[Dataset entries]
══════════

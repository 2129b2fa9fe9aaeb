//! File-based drive emulation.
//!
//! Each drive is a directory under a common root named after the device
//! (`{root}/{host:port}`), holding one file per key: `{drive_dir}/{key}`.

use std::collections::BinaryHeap;
use std::path::{Path, PathBuf};
use std::sync::Arc;

use bytes::Bytes;
use scour_types::Device;
use tracing::debug;

use crate::error::StoreError;
use crate::traits::{Connector, KeyValueStore, in_range};

/// Upper bound on the heap preallocated for one range page.
const PAGE_RESERVE: usize = 4096;

/// A drive stored as a flat directory of key files.
///
/// Writes are atomic: data is written to a hidden temporary file first, then
/// renamed into place, so a reader never sees a half-written value.
///
/// This emulates a drive for tests and single-node setups. A directory has
/// no key order, so every [`KeyValueStore::get_key_range`] page scans the
/// whole directory. Only the requested page is held and sorted.
pub struct FileStore {
    dir: PathBuf,
}

impl FileStore {
    /// Open a drive rooted at `dir`, creating the directory if needed.
    pub fn new(dir: impl AsRef<Path>) -> Result<Self, StoreError> {
        let dir = dir.as_ref().to_path_buf();
        std::fs::create_dir_all(&dir)?;
        Ok(Self { dir })
    }

    /// Compute the file path for a key.
    ///
    /// Keys map directly to file names, so anything that would escape the
    /// drive directory or collide with temp files is rejected.
    fn key_path(&self, key: &str) -> Result<PathBuf, StoreError> {
        if key.is_empty() || key.starts_with('.') || key.contains(['/', '\\', '\0']) {
            return Err(StoreError::InvalidKey(key.to_string()));
        }
        Ok(self.dir.join(key))
    }
}

#[async_trait::async_trait]
impl KeyValueStore for FileStore {
    async fn get(&self, key: &str) -> Result<Option<Bytes>, StoreError> {
        let path = self.key_path(key)?;
        match tokio::fs::read(&path).await {
            Ok(data) => Ok(Some(Bytes::from(data))),
            Err(e) if e.kind() == std::io::ErrorKind::NotFound => Ok(None),
            Err(e) => Err(StoreError::Io(e)),
        }
    }

    async fn put(&self, key: &str, value: Bytes) -> Result<(), StoreError> {
        let path = self.key_path(key)?;
        let tmp_path = self.dir.join(format!(".{key}.tmp"));
        tokio::fs::write(&tmp_path, &value).await?;
        tokio::fs::rename(&tmp_path, &path).await?;

        debug!(key, path = %path.display(), size = value.len(), "stored key to file");
        Ok(())
    }

    async fn delete(&self, key: &str) -> Result<bool, StoreError> {
        let path = self.key_path(key)?;
        match tokio::fs::remove_file(&path).await {
            Ok(()) => Ok(true),
            Err(e) if e.kind() == std::io::ErrorKind::NotFound => Ok(false),
            Err(e) => Err(StoreError::Io(e)),
        }
    }

    async fn rename(&self, from: &str, to: &str) -> Result<bool, StoreError> {
        let from_path = self.key_path(from)?;
        let to_path = self.key_path(to)?;
        match tokio::fs::rename(&from_path, &to_path).await {
            Ok(()) => Ok(true),
            Err(e) if e.kind() == std::io::ErrorKind::NotFound => Ok(false),
            Err(e) => Err(StoreError::Io(e)),
        }
    }

    async fn get_key_range(
        &self,
        start: &str,
        end: &str,
        start_inclusive: bool,
        max_keys: usize,
    ) -> Result<Vec<String>, StoreError> {
        if max_keys == 0 {
            return Ok(Vec::new());
        }
        // Keep only the page's worth of smallest keys while scanning.
        let mut page: BinaryHeap<String> = BinaryHeap::with_capacity(max_keys.min(PAGE_RESERVE));
        let mut entries = tokio::fs::read_dir(&self.dir).await?;
        while let Some(entry) = entries.next_entry().await? {
            if !entry.file_type().await?.is_file() {
                continue;
            }
            let Some(name) = entry.file_name().to_str().map(str::to_string) else {
                continue;
            };
            if name.starts_with('.') || !in_range(&name, start, end, start_inclusive) {
                continue;
            }
            if page.len() < max_keys {
                page.push(name);
            } else if page.peek().is_some_and(|largest| name < *largest) {
                page.pop();
                page.push(name);
            }
        }
        Ok(page.into_sorted_vec())
    }
}

/// Connector that opens drives as directories under a common root.
///
/// A drive whose directory does not exist is unreachable; drives are never
/// created implicitly by connecting.
pub struct FileConnector {
    root: PathBuf,
}

impl FileConnector {
    /// Create a connector over `root`.
    pub fn new(root: impl AsRef<Path>) -> Self {
        Self {
            root: root.as_ref().to_path_buf(),
        }
    }

    /// Directory holding `device`'s keys.
    pub fn drive_dir(&self, device: &Device) -> PathBuf {
        self.root.join(&device.name)
    }
}

#[async_trait::async_trait]
impl Connector for FileConnector {
    async fn connect(&self, device: &Device) -> Result<Arc<dyn KeyValueStore>, StoreError> {
        let dir = self.drive_dir(device);
        match tokio::fs::metadata(&dir).await {
            Ok(meta) if meta.is_dir() => Ok(Arc::new(FileStore { dir })),
            Ok(_) => Err(StoreError::Connect {
                device: device.name.clone(),
                reason: format!("{} is not a directory", dir.display()),
            }),
            Err(e) => Err(StoreError::Connect {
                device: device.name.clone(),
                reason: e.to_string(),
            }),
        }
    }
}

══════════

### PROBLEM TO SOLVE
Check each line of the entries above for the string "stored", and return those that contain it.

### EXERCISE RESPONSE
/// A drive stored as a flat directory of key files.
        debug!(key, path = %path.display(), size = value.len(), "stored key to file");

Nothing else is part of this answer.